David Crabb lost money as lessee; Edgar Ray followed in 1867, and despite spending a fortune on improvements and a high-class production of Leman Rede's Our Village, theatre-goers stayed away and he too was driven to insolvency. By 15 November 1867 George Coppin had taken over as lessee, with J. R. Greville as stage manager; William Dind succeeded Coppin in 1868.
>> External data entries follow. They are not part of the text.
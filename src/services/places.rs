use crate::config::PlacesSettings;
use crate::core::distance::search_radius_m;
use crate::models::{GeoBound, Place, PlaceReview, Position};
use reqwest::Client;
use serde::de::DeserializeOwned;
use serde::Deserialize;
use serde_json::Value;
use std::time::Duration;
use thiserror::Error;

/// Errors that can occur when querying the places provider
#[derive(Debug, Error)]
pub enum PlacesError {
    #[error("HTTP request failed: {0}")]
    RequestError(#[from] reqwest::Error),

    #[error("API returned error: {0}")]
    ApiError(String),

    #[error("Invalid response format: {0}")]
    InvalidResponse(String),
}

#[derive(Debug, Deserialize)]
struct NearbySearchResponse {
    #[serde(default)]
    results: Vec<NearbyResult>,
}

#[derive(Debug, Deserialize)]
struct NearbyResult {
    place_id: String,
    name: String,
    #[serde(default)]
    vicinity: String,
    geometry: Geometry,
}

#[derive(Debug, Deserialize)]
struct Geometry {
    location: Position,
}

#[derive(Debug, Deserialize)]
struct DetailsResponse {
    result: PlaceDetails,
}

#[derive(Debug, Default, Deserialize)]
struct PlaceDetails {
    formatted_address: Option<String>,
    #[serde(default)]
    reviews: Vec<PlaceReview>,
}

#[derive(Debug, Deserialize)]
struct GeocodeResponse {
    #[serde(default)]
    results: Vec<GeocodeResult>,
}

#[derive(Debug, Deserialize)]
struct GeocodeResult {
    formatted_address: String,
}

/// Places provider client
///
/// Handles the map-provider lookups the page needs:
/// - Nearby restaurant search for a viewport, with reviews
/// - Reverse geocoding of a clicked coordinate
pub struct PlacesClient {
    base_url: String,
    api_key: String,
    language: Option<String>,
    max_radius_m: f64,
    client: Client,
}

impl PlacesClient {
    /// Create a new places client
    pub fn new(
        base_url: String,
        api_key: String,
        timeout: Duration,
        max_radius_m: f64,
    ) -> Result<Self, PlacesError> {
        let client = Client::builder().timeout(timeout).build()?;

        Ok(Self {
            base_url,
            api_key,
            language: None,
            max_radius_m,
            client,
        })
    }

    pub fn with_language(mut self, language: impl Into<String>) -> Self {
        self.language = Some(language.into());
        self
    }

    /// Build a client from settings, or `None` when no API key is configured
    pub fn from_settings(settings: &PlacesSettings) -> Result<Option<Self>, PlacesError> {
        let api_key = match settings.api_key.as_deref().map(str::trim) {
            Some(key) if !key.is_empty() => key.to_string(),
            _ => return Ok(None),
        };

        let client = Self::new(
            settings.endpoint.clone(),
            api_key,
            Duration::from_secs(settings.timeout_secs),
            settings.max_radius_m,
        )?;

        Ok(Some(match &settings.language {
            Some(language) => client.with_language(language.clone()),
            None => client,
        }))
    }

    fn url(&self, path: &str, params: &[(&str, String)]) -> String {
        let mut url = format!(
            "{}/{}?key={}",
            self.base_url.trim_end_matches('/'),
            path,
            urlencoding::encode(&self.api_key)
        );

        for (name, value) in params {
            url.push('&');
            url.push_str(name);
            url.push('=');
            url.push_str(&urlencoding::encode(value));
        }

        if let Some(language) = &self.language {
            url.push_str("&language=");
            url.push_str(&urlencoding::encode(language));
        }

        url
    }

    /// Perform a GET and check both the HTTP status and the provider status field
    async fn fetch<T: DeserializeOwned>(&self, url: &str, what: &str) -> Result<T, PlacesError> {
        let response = self.client.get(url).send().await?;

        if !response.status().is_success() {
            return Err(PlacesError::ApiError(format!(
                "Failed to fetch {}: {}",
                what,
                response.status()
            )));
        }

        let json: Value = response.json().await?;

        let status = json
            .get("status")
            .and_then(|s| s.as_str())
            .ok_or_else(|| PlacesError::InvalidResponse("Missing status field".into()))?;

        if status != "OK" && status != "ZERO_RESULTS" {
            let message = json
                .get("error_message")
                .and_then(|m| m.as_str())
                .unwrap_or("no error message");
            return Err(PlacesError::ApiError(format!("{} returned {}: {}", what, status, message)));
        }

        serde_json::from_value(json)
            .map_err(|e| PlacesError::InvalidResponse(format!("Failed to parse {}: {}", what, e)))
    }

    /// Search restaurants around the viewport
    ///
    /// The viewport is turned into its centre and the radius reaching its
    /// corners, capped by `max_radius_m`. Details (address and reviews) are
    /// fetched for every result; a place whose details fail keeps its
    /// short address and no reviews.
    pub async fn nearby_search(&self, bound: &GeoBound) -> Result<Vec<Place>, PlacesError> {
        let center = bound.center();
        let radius = search_radius_m(bound).min(self.max_radius_m).max(1.0);

        let url = self.url(
            "place/nearbysearch/json",
            &[
                ("location", format!("{},{}", center.lat, center.lng)),
                ("radius", format!("{}", radius.round() as u64)),
                ("type", "restaurant".to_string()),
            ],
        );

        tracing::debug!("Nearby search at {},{} radius {}m", center.lat, center.lng, radius.round());

        let nearby: NearbySearchResponse = self.fetch(&url, "nearby search").await?;

        let mut places = Vec::with_capacity(nearby.results.len());
        for result in nearby.results {
            let details = match self.place_details(&result.place_id).await {
                Ok(details) => details,
                Err(e) => {
                    tracing::warn!("Failed to fetch details for {}, using vicinity: {}", result.place_id, e);
                    PlaceDetails::default()
                }
            };

            places.push(Place {
                name: result.name,
                address: details.formatted_address.unwrap_or(result.vicinity),
                position: result.geometry.location,
                reviews: details.reviews,
            });
        }

        tracing::debug!("Nearby search returned {} places", places.len());

        Ok(places)
    }

    async fn place_details(&self, place_id: &str) -> Result<PlaceDetails, PlacesError> {
        let url = self.url(
            "place/details/json",
            &[
                ("place_id", place_id.to_string()),
                ("fields", "formatted_address,reviews".to_string()),
            ],
        );

        let details: DetailsResponse = self.fetch(&url, "place details").await?;
        Ok(details.result)
    }

    /// Resolve a coordinate into the first formatted address, if any
    pub async fn reverse_geocode(&self, position: Position) -> Result<Option<String>, PlacesError> {
        let url = self.url(
            "geocode/json",
            &[("latlng", format!("{},{}", position.lat, position.lng))],
        );

        let geocode: GeocodeResponse = self.fetch(&url, "reverse geocoding").await?;

        Ok(geocode.results.into_iter().next().map(|r| r.formatted_address))
    }
}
The theatre was destroyed by fire on the morning of 6 January 1872. Two firemen were killed when a wall of the burning theatre collapsed and another died of injuries. Their names were James
Coates, Henry Vaughan, and Charles Tost. The last performance at the theatre was the pantomime The House that Jack Built which had been losing money. The theatre manager William Dind, who was uninsured, lost heavily and quit the business.

It was rebuilt for Samuel Lazar as the Theatre Royal, which opened on 11 December 1875 with H. J. Byron's Daisy Farm, Adelaide Bowring and W. J. Holloway in the leading roles.